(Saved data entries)
● ● ●

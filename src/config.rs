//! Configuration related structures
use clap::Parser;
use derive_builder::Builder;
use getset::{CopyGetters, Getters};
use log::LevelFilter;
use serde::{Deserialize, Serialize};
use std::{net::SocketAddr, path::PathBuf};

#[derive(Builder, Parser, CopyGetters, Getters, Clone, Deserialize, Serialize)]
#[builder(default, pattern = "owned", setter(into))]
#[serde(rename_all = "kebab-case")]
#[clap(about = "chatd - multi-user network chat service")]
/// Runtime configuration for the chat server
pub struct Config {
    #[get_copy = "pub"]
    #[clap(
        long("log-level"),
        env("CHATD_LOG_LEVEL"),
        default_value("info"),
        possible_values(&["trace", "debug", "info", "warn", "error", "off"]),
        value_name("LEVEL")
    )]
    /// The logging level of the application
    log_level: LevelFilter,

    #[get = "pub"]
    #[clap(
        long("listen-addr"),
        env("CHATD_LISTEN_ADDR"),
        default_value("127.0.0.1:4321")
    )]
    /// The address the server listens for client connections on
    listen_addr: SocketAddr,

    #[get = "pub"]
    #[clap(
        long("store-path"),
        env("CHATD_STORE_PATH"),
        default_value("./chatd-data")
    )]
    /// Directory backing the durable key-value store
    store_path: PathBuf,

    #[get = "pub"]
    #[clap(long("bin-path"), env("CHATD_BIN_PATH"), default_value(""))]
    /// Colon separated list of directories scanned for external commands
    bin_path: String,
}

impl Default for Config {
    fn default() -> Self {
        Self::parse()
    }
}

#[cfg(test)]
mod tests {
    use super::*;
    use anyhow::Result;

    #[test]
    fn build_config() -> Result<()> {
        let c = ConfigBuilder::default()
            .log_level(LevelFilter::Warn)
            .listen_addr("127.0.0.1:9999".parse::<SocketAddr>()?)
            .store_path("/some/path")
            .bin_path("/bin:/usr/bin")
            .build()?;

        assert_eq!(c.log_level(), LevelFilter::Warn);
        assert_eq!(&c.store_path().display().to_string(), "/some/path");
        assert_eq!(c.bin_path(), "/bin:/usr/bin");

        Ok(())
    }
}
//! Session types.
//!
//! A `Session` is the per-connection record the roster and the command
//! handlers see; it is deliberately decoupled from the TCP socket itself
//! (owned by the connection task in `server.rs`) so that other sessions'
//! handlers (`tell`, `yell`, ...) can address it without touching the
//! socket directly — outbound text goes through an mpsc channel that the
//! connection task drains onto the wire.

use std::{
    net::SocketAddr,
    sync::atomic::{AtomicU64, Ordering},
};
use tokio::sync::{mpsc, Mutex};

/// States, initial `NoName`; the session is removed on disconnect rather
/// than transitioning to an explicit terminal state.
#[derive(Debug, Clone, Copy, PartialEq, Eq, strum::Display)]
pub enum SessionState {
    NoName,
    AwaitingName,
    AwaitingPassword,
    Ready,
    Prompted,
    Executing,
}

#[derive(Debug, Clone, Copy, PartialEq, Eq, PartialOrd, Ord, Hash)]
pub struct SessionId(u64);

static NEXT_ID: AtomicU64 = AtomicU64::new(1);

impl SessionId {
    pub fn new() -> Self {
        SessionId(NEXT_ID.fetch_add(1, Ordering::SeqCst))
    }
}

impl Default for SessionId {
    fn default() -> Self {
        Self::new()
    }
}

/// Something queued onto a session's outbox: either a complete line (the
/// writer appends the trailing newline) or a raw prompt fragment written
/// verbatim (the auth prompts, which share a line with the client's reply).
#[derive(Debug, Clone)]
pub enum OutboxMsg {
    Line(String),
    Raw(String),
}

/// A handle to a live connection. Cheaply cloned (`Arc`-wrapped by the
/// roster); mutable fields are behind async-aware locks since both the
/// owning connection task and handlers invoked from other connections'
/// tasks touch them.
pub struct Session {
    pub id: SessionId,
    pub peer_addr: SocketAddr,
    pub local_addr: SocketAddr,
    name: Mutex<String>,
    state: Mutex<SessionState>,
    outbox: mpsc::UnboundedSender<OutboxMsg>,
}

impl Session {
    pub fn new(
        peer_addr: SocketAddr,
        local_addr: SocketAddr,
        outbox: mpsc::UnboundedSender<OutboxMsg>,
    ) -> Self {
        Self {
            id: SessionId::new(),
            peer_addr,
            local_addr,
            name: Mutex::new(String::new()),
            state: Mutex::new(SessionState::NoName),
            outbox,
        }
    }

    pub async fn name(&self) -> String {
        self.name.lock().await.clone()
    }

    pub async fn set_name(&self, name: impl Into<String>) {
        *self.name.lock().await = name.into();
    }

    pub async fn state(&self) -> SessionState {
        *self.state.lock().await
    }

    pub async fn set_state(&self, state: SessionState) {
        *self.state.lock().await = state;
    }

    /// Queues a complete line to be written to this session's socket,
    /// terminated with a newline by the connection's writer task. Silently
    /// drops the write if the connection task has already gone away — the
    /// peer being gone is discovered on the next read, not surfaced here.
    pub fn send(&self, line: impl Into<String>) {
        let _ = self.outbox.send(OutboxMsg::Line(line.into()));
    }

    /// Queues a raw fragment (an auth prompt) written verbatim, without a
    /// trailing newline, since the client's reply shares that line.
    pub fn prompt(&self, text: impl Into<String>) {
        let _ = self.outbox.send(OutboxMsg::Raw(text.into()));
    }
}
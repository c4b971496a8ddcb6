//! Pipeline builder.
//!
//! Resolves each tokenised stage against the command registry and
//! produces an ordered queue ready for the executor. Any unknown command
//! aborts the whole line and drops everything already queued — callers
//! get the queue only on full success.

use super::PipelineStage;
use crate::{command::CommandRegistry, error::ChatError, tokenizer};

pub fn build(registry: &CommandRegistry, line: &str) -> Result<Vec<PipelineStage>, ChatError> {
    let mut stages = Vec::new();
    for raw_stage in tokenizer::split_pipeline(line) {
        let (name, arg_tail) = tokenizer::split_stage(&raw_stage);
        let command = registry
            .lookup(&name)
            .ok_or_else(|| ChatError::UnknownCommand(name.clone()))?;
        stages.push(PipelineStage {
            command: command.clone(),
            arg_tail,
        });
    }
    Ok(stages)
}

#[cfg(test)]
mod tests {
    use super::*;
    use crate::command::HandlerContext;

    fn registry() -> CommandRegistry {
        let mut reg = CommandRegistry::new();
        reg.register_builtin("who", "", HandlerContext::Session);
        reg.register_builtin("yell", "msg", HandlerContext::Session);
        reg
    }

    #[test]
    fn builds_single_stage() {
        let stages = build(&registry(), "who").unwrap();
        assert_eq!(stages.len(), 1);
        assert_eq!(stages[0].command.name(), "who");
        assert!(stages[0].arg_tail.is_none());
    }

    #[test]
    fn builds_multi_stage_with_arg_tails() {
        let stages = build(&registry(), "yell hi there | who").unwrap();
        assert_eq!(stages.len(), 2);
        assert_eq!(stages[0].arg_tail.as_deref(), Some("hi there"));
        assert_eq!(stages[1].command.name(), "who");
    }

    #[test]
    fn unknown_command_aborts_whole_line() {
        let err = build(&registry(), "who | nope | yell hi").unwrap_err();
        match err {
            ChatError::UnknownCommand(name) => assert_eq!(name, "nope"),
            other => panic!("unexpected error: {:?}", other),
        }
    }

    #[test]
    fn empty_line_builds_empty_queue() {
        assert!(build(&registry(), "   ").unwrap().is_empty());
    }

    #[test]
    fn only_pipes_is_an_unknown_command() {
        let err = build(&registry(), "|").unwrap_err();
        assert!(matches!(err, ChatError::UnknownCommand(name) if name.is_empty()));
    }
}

● ● ●

ACTION ITEM
Your answer should consist of the lines above that hold the word "CommandRegistry", copied exactly.

YOUR RESPONSE
use crate::{command::CommandRegistry, error::ChatError, tokenizer};
pub fn build(registry: &CommandRegistry, line: &str) -> Result<Vec<PipelineStage>, ChatError> {
    fn registry() -> CommandRegistry {
        let mut reg = CommandRegistry::new();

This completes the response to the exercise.